The Harvest Garden projects overcome this terrible situation. They allow for regular crop production, fair trade, healthy eating and improvement in health.

So during the trip we visited approximately 10 harvest garden projects, including two Mary Webster gardens that we funded in memory of my dear Mum. The gardens we visited were at different stages, some were expansive and mature, and some were smaller and more recently started.

There were a number of similarities throughout: the people working the projects had a very significant sense of worth, they were happy, they were feeding themselves, their families and in some instances selling crops due to the volume of production they were churning.

One family in the ‘Betty Loretta’ garden had built houses, sent their children to good schools, bought cattle from the fruits of their efforts within the garden project. Truly life-changing.

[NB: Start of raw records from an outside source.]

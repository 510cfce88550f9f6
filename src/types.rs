//! Core types and errors for the availability checker.

use serde::Serialize;
use std::fmt;
use std::time::Duration;
use thiserror::Error;

/// Errors that can occur outside of a single provider check.
#[derive(Error, Debug)]
pub enum NameCheckError {
    #[error("HTTP client error: {0}")]
    HttpError(#[from] reqwest::Error),

    #[error("URL parse error: {0}")]
    UrlError(#[from] url::ParseError),

    #[error("JSON error: {0}")]
    JsonError(#[from] serde_json::Error),

    #[error("IO error: {0}")]
    IoError(#[from] std::io::Error),

    #[error("name cannot be empty")]
    EmptyName,

    #[error("no names to check")]
    NoNames,
}

pub type Result<T> = std::result::Result<T, NameCheckError>;

/// Why a single provider could not give a definitive answer.
///
/// Every variant ends up as [`AvailabilityStatus::Unknown`] with the
/// `Display` text as its reason.
#[derive(Error, Debug, Clone, PartialEq, Eq)]
pub enum CheckFailure {
    #[error("{0}")]
    Transport(String),

    #[error("timeout")]
    Timeout,

    #[error("auth failed (HTTP {0})")]
    Auth(u16),

    #[error("rate limited")]
    RateLimited,

    #[error("parse error")]
    Malformed,

    #[error("ambiguous record")]
    Ambiguous,

    #[error("HTTP {0}")]
    UnexpectedStatus(u16),

    #[error("internal error")]
    Internal,

    #[error("no client configured")]
    MissingClient,
}

impl CheckFailure {
    /// Classify a reqwest error from sending a request or reading its body.
    pub fn from_reqwest(err: &reqwest::Error) -> Self {
        if err.is_timeout() {
            Self::Timeout
        } else if err.is_decode() {
            Self::Malformed
        } else if err.is_connect() {
            Self::Transport("connection failed".to_string())
        } else if err.is_redirect() {
            Self::Transport("too many redirects".to_string())
        } else {
            Self::Transport("request failed".to_string())
        }
    }
}

/// A bearer credential for the source-host clients.
///
/// `Debug` never prints the secret.
#[derive(Clone, PartialEq, Eq)]
pub struct Token(String);

impl Token {
    /// Wrap a raw token, returning `None` when it is blank.
    pub fn new(raw: impl Into<String>) -> Option<Self> {
        let raw = raw.into();
        let trimmed = raw.trim();
        if trimmed.is_empty() {
            None
        } else {
            Some(Self(trimmed.to_string()))
        }
    }

    pub fn as_str(&self) -> &str {
        &self.0
    }
}

impl fmt::Debug for Token {
    fn fmt(&self, f: &mut fmt::Formatter<'_>) -> fmt::Result {
        f.write_str("Token(***)")
    }
}

/// Provider families selectable with `--skip`.
#[derive(Debug, Clone, Copy, PartialEq, Eq, Hash, Serialize, clap::ValueEnum)]
#[serde(rename_all = "lowercase")]
pub enum ProviderGroup {
    /// Comfy Registry publisher and node namespaces.
    Comfy,
    /// Python Package Index.
    Pypi,
    /// npm registry.
    Npm,
    /// GitHub users and organizations.
    Github,
    /// Domain names via RDAP.
    Domain,
}

/// One platform a name is checked against.
///
/// Declaration order here is the order results appear in a report.
#[derive(Debug, Clone, PartialEq, Eq, Hash, Serialize)]
#[serde(tag = "kind", content = "tld", rename_all = "snake_case")]
pub enum ProviderKind {
    /// Comfy Registry publisher namespace.
    ComfyPublisher,
    /// Comfy Registry node id.
    ComfyNode,
    /// PyPI project name.
    PyPi,
    /// npm package name.
    Npm,
    /// GitHub user account.
    GithubUser,
    /// GitHub organization.
    GithubOrg,
    /// Domain registration under one top-level domain.
    Domain(String),
}

impl ProviderKind {
    /// All non-domain providers in declaration order.
    pub fn standard() -> Vec<ProviderKind> {
        vec![
            ProviderKind::ComfyPublisher,
            ProviderKind::ComfyNode,
            ProviderKind::PyPi,
            ProviderKind::Npm,
            ProviderKind::GithubUser,
            ProviderKind::GithubOrg,
        ]
    }

    /// Human-readable label for a result row.
    pub fn label(&self, name: &str) -> String {
        match self {
            ProviderKind::ComfyPublisher => "Comfy Publisher".to_string(),
            ProviderKind::ComfyNode => "Comfy Node".to_string(),
            ProviderKind::PyPi => "PyPI".to_string(),
            ProviderKind::Npm => "npm".to_string(),
            ProviderKind::GithubUser => "GitHub User".to_string(),
            ProviderKind::GithubOrg => "GitHub Org".to_string(),
            ProviderKind::Domain(tld) => format!("{}.{}", name.trim(), tld),
        }
    }

    pub fn group(&self) -> ProviderGroup {
        match self {
            ProviderKind::ComfyPublisher | ProviderKind::ComfyNode => ProviderGroup::Comfy,
            ProviderKind::PyPi => ProviderGroup::Pypi,
            ProviderKind::Npm => ProviderGroup::Npm,
            ProviderKind::GithubUser | ProviderKind::GithubOrg => ProviderGroup::Github,
            ProviderKind::Domain(_) => ProviderGroup::Domain,
        }
    }
}

impl fmt::Display for ProviderKind {
    fn fmt(&self, f: &mut fmt::Formatter<'_>) -> fmt::Result {
        match self {
            ProviderKind::ComfyPublisher => write!(f, "comfy-publisher"),
            ProviderKind::ComfyNode => write!(f, "comfy-node"),
            ProviderKind::PyPi => write!(f, "pypi"),
            ProviderKind::Npm => write!(f, "npm"),
            ProviderKind::GithubUser => write!(f, "github-user"),
            ProviderKind::GithubOrg => write!(f, "github-org"),
            ProviderKind::Domain(tld) => write!(f, "domain(.{})", tld),
        }
    }
}

/// Outcome of checking one provider.
#[derive(Debug, Clone, PartialEq, Eq, Serialize)]
#[serde(tag = "status", rename_all = "snake_case")]
pub enum AvailabilityStatus {
    /// The name is free on this platform.
    Available,
    /// The name is in use.
    Taken { details: Option<String> },
    /// No definitive answer (network, auth, rate limit, bad payload).
    Unknown { reason: String },
}

impl AvailabilityStatus {
    pub fn taken() -> Self {
        AvailabilityStatus::Taken { details: None }
    }

    pub fn taken_with(details: impl Into<String>) -> Self {
        AvailabilityStatus::Taken {
            details: Some(details.into()),
        }
    }

    pub fn is_available(&self) -> bool {
        matches!(self, AvailabilityStatus::Available)
    }

    pub fn is_taken(&self) -> bool {
        matches!(self, AvailabilityStatus::Taken { .. })
    }

    pub fn is_unknown(&self) -> bool {
        matches!(self, AvailabilityStatus::Unknown { .. })
    }

    /// Detail text for display: the taken detail or the unknown reason.
    pub fn details(&self) -> Option<&str> {
        match self {
            AvailabilityStatus::Available => None,
            AvailabilityStatus::Taken { details } => details.as_deref(),
            AvailabilityStatus::Unknown { reason } => Some(reason),
        }
    }

    pub fn is_rate_limited(&self) -> bool {
        match self {
            AvailabilityStatus::Unknown { reason } => {
                *reason == CheckFailure::RateLimited.to_string()
            }
            _ => false,
        }
    }
}

impl From<CheckFailure> for AvailabilityStatus {
    fn from(failure: CheckFailure) -> Self {
        AvailabilityStatus::Unknown {
            reason: failure.to_string(),
        }
    }
}

/// Result of one provider for one name.
#[derive(Debug, Clone, PartialEq, Eq, Serialize)]
pub struct ProviderResult {
    pub provider: ProviderKind,
    pub label: String,
    pub status: AvailabilityStatus,
}

/// Counts of each status in a report.
#[derive(Debug, Clone, Copy, Default, PartialEq, Eq, Serialize)]
pub struct Summary {
    pub available: usize,
    pub taken: usize,
    pub unknown: usize,
}

impl Summary {
    pub fn from_results(results: &[ProviderResult]) -> Self {
        results.iter().fold(Summary::default(), |mut summary, result| {
            match result.status {
                AvailabilityStatus::Available => summary.available += 1,
                AvailabilityStatus::Taken { .. } => summary.taken += 1,
                AvailabilityStatus::Unknown { .. } => summary.unknown += 1,
            }
            summary
        })
    }

    pub fn total(&self) -> usize {
        self.available + self.taken + self.unknown
    }
}

/// Aggregate report for one name.
#[derive(Debug, Clone, PartialEq, Eq, Serialize)]
pub struct CheckReport {
    pub name: String,
    pub results: Vec<ProviderResult>,
    pub summary: Summary,
}

impl CheckReport {
    pub fn new(name: impl Into<String>, results: Vec<ProviderResult>) -> Self {
        let summary = Summary::from_results(&results);
        Self {
            name: name.into(),
            results,
            summary,
        }
    }

    /// Labels of providers that rejected the request for rate limiting.
    pub fn rate_limited(&self) -> Vec<&str> {
        self.results
            .iter()
            .filter(|r| r.status.is_rate_limited())
            .map(|r| r.label.as_str())
            .collect()
    }

    pub fn has_unknown(&self) -> bool {
        self.summary.unknown > 0
    }
}

/// A name plus the providers to check it against.
#[derive(Debug, Clone, PartialEq, Eq)]
pub struct CheckRequest {
    name: String,
    enabled: Vec<ProviderKind>,
    tlds: Vec<String>,
}

impl CheckRequest {
    /// Build a request with every provider except the skipped groups.
    ///
    /// TLDs are normalized and de-duplicated; they are dropped entirely
    /// when the domain group is skipped.
    pub fn new(name: &str, skip: &[ProviderGroup], tlds: &[String]) -> Result<Self> {
        let mut enabled: Vec<ProviderKind> = ProviderKind::standard()
            .into_iter()
            .filter(|kind| !skip.contains(&kind.group()))
            .collect();

        let mut normalized_tlds: Vec<String> = Vec::new();
        if !skip.contains(&ProviderGroup::Domain) {
            for tld in tlds.iter().filter_map(|t| crate::normalize::normalize_tld(t)) {
                if !normalized_tlds.contains(&tld) {
                    normalized_tlds.push(tld);
                }
            }
        }
        enabled.extend(normalized_tlds.iter().cloned().map(ProviderKind::Domain));

        Self::with_providers(name, enabled)
    }

    /// Build a request for an explicit provider list, kept in the given order.
    pub fn with_providers(name: &str, enabled: Vec<ProviderKind>) -> Result<Self> {
        let name = name.trim();
        if name.is_empty() {
            return Err(NameCheckError::EmptyName);
        }

        let tlds = enabled
            .iter()
            .filter_map(|kind| match kind {
                ProviderKind::Domain(tld) => Some(tld.clone()),
                _ => None,
            })
            .collect();

        Ok(Self {
            name: name.to_string(),
            enabled,
            tlds,
        })
    }

    pub fn name(&self) -> &str {
        &self.name
    }

    pub fn enabled(&self) -> &[ProviderKind] {
        &self.enabled
    }

    pub fn tlds(&self) -> &[String] {
        &self.tlds
    }
}

/// Configuration for HTTP requests.
#[derive(Debug, Clone)]
pub struct HttpConfig {
    pub timeout: Duration,
    pub user_agent: String,
}

impl Default for HttpConfig {
    fn default() -> Self {
        Self {
            timeout: Duration::from_secs(10),
            user_agent: concat!("name-check/", env!("CARGO_PKG_VERSION")).to_string(),
        }
    }
}
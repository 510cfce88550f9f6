//! npm registry checker for package name availability.

use crate::normalize::normalize;
use crate::registry::{classify_status, send, settle, trim_base, ProviderClient};
use crate::types::{AvailabilityStatus, CheckFailure, ProviderKind, Token};
use async_trait::async_trait;
use reqwest::{Client, StatusCode};
use serde::Deserialize;
use tracing::{trace, warn};

/// npm registry API response for package info.
#[derive(Debug, Deserialize)]
struct NpmPackageInfo {
    #[serde(rename = "dist-tags")]
    dist_tags: Option<DistTags>,
}

#[derive(Debug, Deserialize)]
struct DistTags {
    latest: Option<String>,
}

/// Checker for package names against the npm registry.
pub struct NpmClient {
    client: Client,
    registry_url: String,
}

impl NpmClient {
    pub fn new(client: Client, registry_url: &str) -> Self {
        Self {
            client,
            registry_url: trim_base(registry_url),
        }
    }

    async fn lookup(&self, name: &str) -> Result<AvailabilityStatus, CheckFailure> {
        let package_name = normalize(&ProviderKind::Npm, name);
        let url = format!(
            "{}/{}",
            self.registry_url,
            urlencoding::encode(&package_name)
        );
        trace!("Checking npm: {}", url);

        let response = send(self.client.get(&url)).await?;
        match response.status() {
            StatusCode::NOT_FOUND => Ok(AvailabilityStatus::Available),
            status if status.is_success() => {
                // The status alone proves the package exists; the version is a bonus.
                match response.json::<NpmPackageInfo>().await {
                    Ok(info) => Ok(match info.dist_tags.and_then(|dt| dt.latest) {
                        Some(latest) => AvailabilityStatus::taken_with(format!("v{}", latest)),
                        None => AvailabilityStatus::taken(),
                    }),
                    Err(e) => {
                        warn!("Failed to parse npm response for {}: {}", package_name, e);
                        Ok(AvailabilityStatus::taken())
                    }
                }
            }
            status => Err(classify_status(status)),
        }
    }
}

#[async_trait]
impl ProviderClient for NpmClient {
    fn kind(&self) -> ProviderKind {
        ProviderKind::Npm
    }

    async fn check(&self, name: &str, _credential: Option<&Token>) -> AvailabilityStatus {
        settle(&ProviderKind::Npm, name, self.lookup(name).await)
    }
}
//! name-check - check whether a name is free across package registries,
//! GitHub, and domains.
//!
//! This library provides:
//! - Per-provider name normalization (PEP 503 for PyPI, case folding elsewhere)
//! - One client per platform: Comfy Registry, PyPI, npm, GitHub, RDAP domains
//! - A checker that queries all providers concurrently and isolates failures
//! - Aggregate reports with available/taken/unknown counts
//!
//! # Example
//!
//! ```no_run
//! use name_check::registry::{build_http_client, Endpoints, Provider};
//! use name_check::{CheckRequest, Checker, HttpConfig};
//! use std::time::Duration;
//!
//! #[tokio::main]
//! async fn main() -> name_check::Result<()> {
//!     let request = CheckRequest::new("my-cool-name", &[], &["com".to_string()])?;
//!     let http = build_http_client(&HttpConfig::default())?;
//!     let clients = Provider::for_kinds(request.enabled(), &http, &Endpoints::default());
//!     let checker = Checker::new(clients, Duration::from_secs(11));
//!
//!     let report = checker.run(&request, None).await;
//!     println!("{} available", report.summary.available);
//!     Ok(())
//! }
//! ```

pub mod checker;
pub mod config;
pub mod credentials;
pub mod normalize;
pub mod notify;
pub mod registry;
pub mod types;

pub use checker::Checker;
pub use config::Config;
pub use normalize::normalize;
pub use types::{
    AvailabilityStatus, CheckFailure, CheckReport, CheckRequest, HttpConfig, NameCheckError,
    ProviderGroup, ProviderKind, ProviderResult, Result, Summary, Token,
};
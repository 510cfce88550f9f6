//! GitHub credential discovery.
//!
//! Sources, in order: the GitHub CLI's cached token (`gh auth token`), then
//! the `GITHUB_TOKEN` and `GH_TOKEN` environment variables. No token is a
//! valid outcome; checks then run under the unauthenticated rate limit.

use crate::types::Token;
use std::time::Duration;
use tokio::process::Command;
use tracing::{debug, trace};

/// Environment variables consulted after the GitHub CLI.
pub const TOKEN_ENV_VARS: [&str; 2] = ["GITHUB_TOKEN", "GH_TOKEN"];

const GH_CLI_TIMEOUT: Duration = Duration::from_secs(5);

/// Resolve a GitHub token, if one is available.
pub async fn resolve_token() -> Option<Token> {
    if let Some(token) = gh_cli_token().await {
        debug!("Using GitHub token from gh CLI");
        return Some(token);
    }

    let token = token_from_env(|key| std::env::var(key).ok());
    if token.is_some() {
        debug!("Using GitHub token from environment");
    } else {
        debug!("No GitHub token found, using unauthenticated requests");
    }
    token
}

/// Pick the first non-blank token among [`TOKEN_ENV_VARS`].
pub fn token_from_env<F>(lookup: F) -> Option<Token>
where
    F: Fn(&str) -> Option<String>,
{
    TOKEN_ENV_VARS
        .iter()
        .find_map(|key| lookup(key).and_then(Token::new))
}

async fn gh_cli_token() -> Option<Token> {
    let mut command = Command::new("gh");
    command.args(["auth", "token"]).kill_on_drop(true);

    match tokio::time::timeout(GH_CLI_TIMEOUT, command.output()).await {
        Ok(Ok(output)) if output.status.success() => {
            Token::new(String::from_utf8_lossy(&output.stdout).into_owned())
        }
        Ok(Ok(output)) => {
            trace!("gh auth token exited with {}", output.status);
            None
        }
        Ok(Err(e)) => {
            trace!("gh CLI unavailable: {}", e);
            None
        }
        Err(_) => {
            debug!("gh auth token timed out");
            None
        }
    }
}
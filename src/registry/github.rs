//! GitHub user and organization namespace checkers.

use crate::normalize::normalize;
use crate::registry::{classify_status, send, settle, trim_base, ProviderClient};
use crate::types::{AvailabilityStatus, CheckFailure, ProviderKind, Token};
use async_trait::async_trait;
use reqwest::header::ACCEPT;
use reqwest::{Client, StatusCode};
use serde::Deserialize;
use tracing::trace;

const GITHUB_ACCEPT: &str = "application/vnd.github+json";

#[derive(Debug, Deserialize)]
struct UserInfo {
    #[serde(rename = "type")]
    account_type: Option<String>,
}

#[derive(Debug, Deserialize)]
struct OrgInfo {
    public_repos: Option<u64>,
}

/// Which GitHub namespace a client looks in.
#[derive(Debug, Clone, Copy, PartialEq, Eq)]
pub enum GithubNamespace {
    User,
    Org,
}

impl GithubNamespace {
    fn path(self) -> &'static str {
        match self {
            GithubNamespace::User => "users",
            GithubNamespace::Org => "orgs",
        }
    }
}

/// Checks a GitHub login against `/users/{name}` or `/orgs/{name}`.
///
/// The token only raises the rate limit; without one the check still runs.
pub struct GithubClient {
    client: Client,
    base_url: String,
    namespace: GithubNamespace,
}

impl GithubClient {
    pub fn new(client: Client, base_url: &str, namespace: GithubNamespace) -> Self {
        Self {
            client,
            base_url: trim_base(base_url),
            namespace,
        }
    }

    async fn lookup(
        &self,
        name: &str,
        credential: Option<&Token>,
    ) -> Result<AvailabilityStatus, CheckFailure> {
        let login = normalize(&self.kind(), name);
        let url = format!(
            "{}/{}/{}",
            self.base_url,
            self.namespace.path(),
            urlencoding::encode(&login)
        );
        trace!("Checking GitHub: {} (authenticated: {})", url, credential.is_some());

        let mut request = self.client.get(&url).header(ACCEPT, GITHUB_ACCEPT);
        if let Some(token) = credential {
            request = request.bearer_auth(token.as_str());
        }

        let response = send(request).await?;
        match response.status() {
            StatusCode::NOT_FOUND => Ok(AvailabilityStatus::Available),
            status if status.is_success() => {
                let body = response.text().await.unwrap_or_default();
                Ok(self.describe_existing(&body))
            }
            status => Err(classify_status(status)),
        }
    }

    /// A 200 settles it; the body only adds detail.
    fn describe_existing(&self, body: &str) -> AvailabilityStatus {
        match self.namespace {
            GithubNamespace::User => {
                let account_type = serde_json::from_str::<UserInfo>(body)
                    .ok()
                    .and_then(|info| info.account_type)
                    .unwrap_or_else(|| "User".to_string());
                AvailabilityStatus::taken_with(account_type)
            }
            GithubNamespace::Org => {
                let repos = serde_json::from_str::<OrgInfo>(body)
                    .ok()
                    .and_then(|info| info.public_repos)
                    .unwrap_or(0);
                AvailabilityStatus::taken_with(format!("{} repos", repos))
            }
        }
    }
}

#[async_trait]
impl ProviderClient for GithubClient {
    fn kind(&self) -> ProviderKind {
        match self.namespace {
            GithubNamespace::User => ProviderKind::GithubUser,
            GithubNamespace::Org => ProviderKind::GithubOrg,
        }
    }

    async fn check(&self, name: &str, credential: Option<&Token>) -> AvailabilityStatus {
        settle(&self.kind(), name, self.lookup(name, credential).await)
    }
}

#[cfg(test)]
mod tests {
    use super::*;

    fn client(namespace: GithubNamespace) -> GithubClient {
        GithubClient::new(Client::new(), "https://api.github.com/", namespace)
    }

    #[test]
    fn test_user_detail_is_account_type() {
        let status = client(GithubNamespace::User).describe_existing(r#"{"type":"Organization"}"#);
        assert_eq!(status, AvailabilityStatus::taken_with("Organization"));
    }

    #[test]
    fn test_user_detail_defaults_when_body_is_not_json() {
        let status = client(GithubNamespace::User).describe_existing("<html>");
        assert_eq!(status, AvailabilityStatus::taken_with("User"));
    }

    #[test]
    fn test_org_detail_counts_repos() {
        let status = client(GithubNamespace::Org).describe_existing(r#"{"public_repos":42}"#);
        assert_eq!(status, AvailabilityStatus::taken_with("42 repos"));
    }

    #[test]
    fn test_kind_follows_namespace() {
        assert_eq!(client(GithubNamespace::User).kind(), ProviderKind::GithubUser);
        assert_eq!(client(GithubNamespace::Org).kind(), ProviderKind::GithubOrg);
        assert_eq!(client(GithubNamespace::Org).base_url, "https://api.github.com");
    }
}
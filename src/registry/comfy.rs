//! Comfy Registry checkers: publisher namespaces and node ids.

use crate::normalize::normalize;
use crate::registry::{classify_status, send, settle, trim_base, ProviderClient};
use crate::types::{AvailabilityStatus, CheckFailure, ProviderKind, Token};
use async_trait::async_trait;
use reqwest::Client;
use serde::Deserialize;
use tracing::trace;

/// Response of `/publishers/validate`.
#[derive(Debug, Deserialize)]
struct PublisherValidation {
    #[serde(rename = "isAvailable")]
    is_available: Option<bool>,
}

/// Response of `/nodes/search`.
#[derive(Debug, Deserialize)]
struct NodeSearch {
    #[serde(default)]
    nodes: Vec<NodeEntry>,
}

#[derive(Debug, Deserialize)]
struct NodeEntry {
    #[serde(default)]
    id: String,
    publisher: Option<NodePublisher>,
}

#[derive(Debug, Deserialize)]
struct NodePublisher {
    id: Option<String>,
}

/// Asks the registry whether a publisher username is free.
pub struct ComfyPublisherClient {
    client: Client,
    base_url: String,
}

impl ComfyPublisherClient {
    pub fn new(client: Client, base_url: &str) -> Self {
        Self {
            client,
            base_url: trim_base(base_url),
        }
    }

    async fn lookup(&self, name: &str) -> Result<AvailabilityStatus, CheckFailure> {
        let username = normalize(&ProviderKind::ComfyPublisher, name);
        let url = format!("{}/publishers/validate", self.base_url);
        trace!("Checking Comfy publisher: {} ({})", url, username);

        let response = send(self.client.get(&url).query(&[("username", &username)])).await?;
        let status = response.status();
        if !status.is_success() {
            return Err(classify_status(status));
        }

        let validation: PublisherValidation = response
            .json()
            .await
            .map_err(|e| CheckFailure::from_reqwest(&e))?;

        match validation.is_available {
            Some(true) => Ok(AvailabilityStatus::Available),
            Some(false) => Ok(AvailabilityStatus::taken_with("taken")),
            None => Err(CheckFailure::Malformed),
        }
    }
}

#[async_trait]
impl ProviderClient for ComfyPublisherClient {
    fn kind(&self) -> ProviderKind {
        ProviderKind::ComfyPublisher
    }

    async fn check(&self, name: &str, _credential: Option<&Token>) -> AvailabilityStatus {
        settle(&ProviderKind::ComfyPublisher, name, self.lookup(name).await)
    }
}

/// Searches registry nodes for one whose id matches the name exactly.
pub struct ComfyNodeClient {
    client: Client,
    base_url: String,
}

impl ComfyNodeClient {
    /// Number of search hits inspected for an exact id match.
    const SEARCH_LIMIT: &'static str = "5";

    pub fn new(client: Client, base_url: &str) -> Self {
        Self {
            client,
            base_url: trim_base(base_url),
        }
    }

    async fn lookup(&self, name: &str) -> Result<AvailabilityStatus, CheckFailure> {
        let node_id = normalize(&ProviderKind::ComfyNode, name);
        let url = format!("{}/nodes/search", self.base_url);
        trace!("Checking Comfy node: {} ({})", url, node_id);

        let request = self
            .client
            .get(&url)
            .query(&[("search", node_id.as_str()), ("limit", Self::SEARCH_LIMIT)]);
        let response = send(request).await?;
        let status = response.status();
        if !status.is_success() {
            return Err(classify_status(status));
        }

        let search: NodeSearch = response
            .json()
            .await
            .map_err(|e| CheckFailure::from_reqwest(&e))?;

        Ok(classify_nodes(&search.nodes, &node_id))
    }
}

/// Search is fuzzy; only an exact (case-insensitive) id match means taken.
fn classify_nodes(nodes: &[NodeEntry], node_id: &str) -> AvailabilityStatus {
    match nodes.iter().find(|n| n.id.eq_ignore_ascii_case(node_id)) {
        Some(node) => {
            let publisher = node
                .publisher
                .as_ref()
                .and_then(|p| p.id.as_deref())
                .unwrap_or("unknown");
            AvailabilityStatus::taken_with(format!("by @{}", publisher))
        }
        None => AvailabilityStatus::Available,
    }
}

#[async_trait]
impl ProviderClient for ComfyNodeClient {
    fn kind(&self) -> ProviderKind {
        ProviderKind::ComfyNode
    }

    async fn check(&self, name: &str, _credential: Option<&Token>) -> AvailabilityStatus {
        settle(&ProviderKind::ComfyNode, name, self.lookup(name).await)
    }
}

In one of the Mary Webster gardens, the gentleman behind the project was an inspiration, a true inspiration. He told us that before his garden project began he was ‘nobody’! Now that the gardens had given him a purpose in life, food to eat, crops to sell, he felt like a pillar in the local community. People respected him. He has bought cattle, sent his children to school, in all areas his and his family’s lives had improved. It was amazing to witness.

Some of the locations we visited the people there treated us like royalty, children singing to us, people hanging tinsel around our necks, families asking us to plant trees in their garden for good luck. I asked Jessica why and she asked me how I would feel in the presence of billionaires! To the people that we visited this is how we were perceived. Of course they were very grateful for our support and donations. This was a little overwhelming and made me feel uncomfortable. We weren’t looking for praise or glorification and that’s what it felt like.

Franc, our host and guide, also took us to an orphanage. I should add at this point that Franc is an amazing chap. He runs an Orphanage himself and is involved in many projects involving the safeguarding of young children and orphans. Franc has three children with his wife and oozes quality, goodness, kindness and sincerity. Like many people in Kenya Franc is a true Christian. I walked into the orphanage and couldn’t really believe my eyes.

I walked into a room maybe 5 metres by 6, in one corner there was an iron pen with about 6 or 7 infants in there clambering over one another, no toys, no pictures on the walls, just an iron pen and a concrete floor. On the main of the floor were two padded mats, maybe about 2 metres square each. On each mat were approximately 10-13 tiny babies from newborn to about 3 months old.

I stood back to take in what I was seeing, notably: no toys, a few staff busying themselves with feeding and doing what they can to care for the children, basic equipment, children laying or standing with no stimulation other than the baby lying next to them, a few chairs and pieces of old furniture, a wash room next door, concrete floor, concrete walls, plastic cups and bowls aligned on a shelf and a mass of very young children without what most people know as a family, without parents. Being a westerner, a Father and the owner of a pre-school nursery, the environment was a million miles from what we are accustomed to in the west.

However, the children were cared for, fed, held and comforted, warm, stimulated by their environment, safe and ultimately, loved by their newly found guardians.

The orphanage was funded and owned by a Canadian Gentleman (who I have since met). This Gentleman buys and sells houses in Canada to fund this orphanage. He spends 3 months a year in Kenya working at the orphanage. His life is devoted to these children, he has exchanged a privileged lifestyle for one of extreme hard work, dedication and in many ways, hardship.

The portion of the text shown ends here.